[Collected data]
>>
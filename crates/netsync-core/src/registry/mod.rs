//! Plugin-based registrar registry
//!
//! The registry allows registrar implementations to be registered
//! dynamically at runtime, avoiding hardcoded if-else chains.
//!
//! ## Usage
//!
//! ```rust,ignore
//! use netsync_core::registry::RegistrarRegistry;
//! use netsync_core::config::RegistrarConfig;
//!
//! let registry = RegistrarRegistry::new();
//! netsync_registrar_godaddy::register(&registry);
//!
//! let publisher = registry.create_publisher(&RegistrarConfig::default(), audit)?;
//! ```

use crate::AuditLog;
use crate::config::RegistrarConfig;
use crate::error::{Error, Result};
use crate::traits::{NameserverPublisher, NameserverPublisherFactory};
use std::collections::HashMap;
use std::sync::{Arc, RwLock};

/// Registry for plugin-based registrar creation
///
/// Maps registrar type names to factory objects.
///
/// ## Thread Safety
///
/// The registry uses interior mutability with RwLock, allowing concurrent
/// reads and exclusive writes.
#[derive(Default)]
pub struct RegistrarRegistry {
    registrars: RwLock<HashMap<String, Box<dyn NameserverPublisherFactory>>>,
}

impl RegistrarRegistry {
    /// Create a new empty registry
    pub fn new() -> Self {
        Self::default()
    }

    /// Register a registrar factory
    ///
    /// # Parameters
    ///
    /// - `name`: Registrar type name (e.g., "godaddy")
    /// - `factory`: Factory object for creating publisher instances
    pub fn register_registrar(
        &self,
        name: impl Into<String>,
        factory: Box<dyn NameserverPublisherFactory>,
    ) {
        let mut registrars = self.registrars.write().unwrap_or_else(|e| e.into_inner());
        registrars.insert(name.into(), factory);
    }

    /// Create a publisher from configuration
    ///
    /// # Returns
    ///
    /// - `Ok(Box<dyn NameserverPublisher>)`: Created publisher instance
    /// - `Err(Error)`: If the registrar type is not registered or creation fails
    pub fn create_publisher(
        &self,
        config: &RegistrarConfig,
        audit: Arc<AuditLog>,
    ) -> Result<Box<dyn NameserverPublisher>> {
        config.validate()?;

        let registrar_type = config.type_name();
        let registrars = self.registrars.read().unwrap_or_else(|e| e.into_inner());

        let factory = registrars
            .get(registrar_type)
            .ok_or_else(|| Error::config(format!("Unknown registrar type: {}", registrar_type)))?;

        factory.create(config, audit)
    }

    /// List all registered registrar types
    pub fn list_registrars(&self) -> Vec<String> {
        let registrars = self.registrars.read().unwrap_or_else(|e| e.into_inner());
        registrars.keys().cloned().collect()
    }

    /// Check if a registrar type is registered
    pub fn has_registrar(&self, name: &str) -> bool {
        let registrars = self.registrars.read().unwrap_or_else(|e| e.into_inner());
        registrars.contains_key(name)
    }
}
<<
> Problem details: Copy the data once more. Leave nothing out.

> Task result:
filename crates/netsync-core/src/registry/mod.rs
//! Plugin-based registrar registry
//!
//! The registry allows registrar implementations to be registered
//! dynamically at runtime, avoiding hardcoded if-else chains.
//!
//! ## Usage
//!
//! ```rust,ignore
//! use netsync_core::registry::RegistrarRegistry;
//! use netsync_core::config::RegistrarConfig;
//!
//! let registry = RegistrarRegistry::new();
//! netsync_registrar_godaddy::register(&registry);
//!
//! let publisher = registry.create_publisher(&RegistrarConfig::default(), audit)?;
//! ```

use crate::AuditLog;
use crate::config::RegistrarConfig;
use crate::error::{Error, Result};
use crate::traits::{NameserverPublisher, NameserverPublisherFactory};
use std::collections::HashMap;
use std::sync::{Arc, RwLock};

/// Registry for plugin-based registrar creation
///
/// Maps registrar type names to factory objects.
///
/// ## Thread Safety
///
/// The registry uses interior mutability with RwLock, allowing concurrent
/// reads and exclusive writes.
#[derive(Default)]
pub struct RegistrarRegistry {
    registrars: RwLock<HashMap<String, Box<dyn NameserverPublisherFactory>>>,
}

impl RegistrarRegistry {
    /// Create a new empty registry
    pub fn new() -> Self {
        Self::default()
    }

    /// Register a registrar factory
    ///
    /// # Parameters
    ///
    /// - `name`: Registrar type name (e.g., "godaddy")
    /// - `factory`: Factory object for creating publisher instances
    pub fn register_registrar(
        &self,
        name: impl Into<String>,
        factory: Box<dyn NameserverPublisherFactory>,
    ) {
        let mut registrars = self.registrars.write().unwrap_or_else(|e| e.into_inner());
        registrars.insert(name.into(), factory);
    }

    /// Create a publisher from configuration
    ///
    /// # Returns
    ///
    /// - `Ok(Box<dyn NameserverPublisher>)`: Created publisher instance
    /// - `Err(Error)`: If the registrar type is not registered or creation fails
    pub fn create_publisher(
        &self,
        config: &RegistrarConfig,
        audit: Arc<AuditLog>,
    ) -> Result<Box<dyn NameserverPublisher>> {
        config.validate()?;

        let registrar_type = config.type_name();
        let registrars = self.registrars.read().unwrap_or_else(|e| e.into_inner());

        let factory = registrars
            .get(registrar_type)
            .ok_or_else(|| Error::config(format!("Unknown registrar type: {}", registrar_type)))?;

        factory.create(config, audit)
    }

    /// List all registered registrar types
    pub fn list_registrars(&self) -> Vec<String> {
        let registrars = self.registrars.read().unwrap_or_else(|e| e.into_inner());
        registrars.keys().cloned().collect()
    }

    /// Check if a registrar type is registered
    pub fn has_registrar(&self, name: &str) -> bool {
        let registrars = self.registrars.read().unwrap_or_else(|e| e.into_inner());
        registrars.contains_key(name)
    }
}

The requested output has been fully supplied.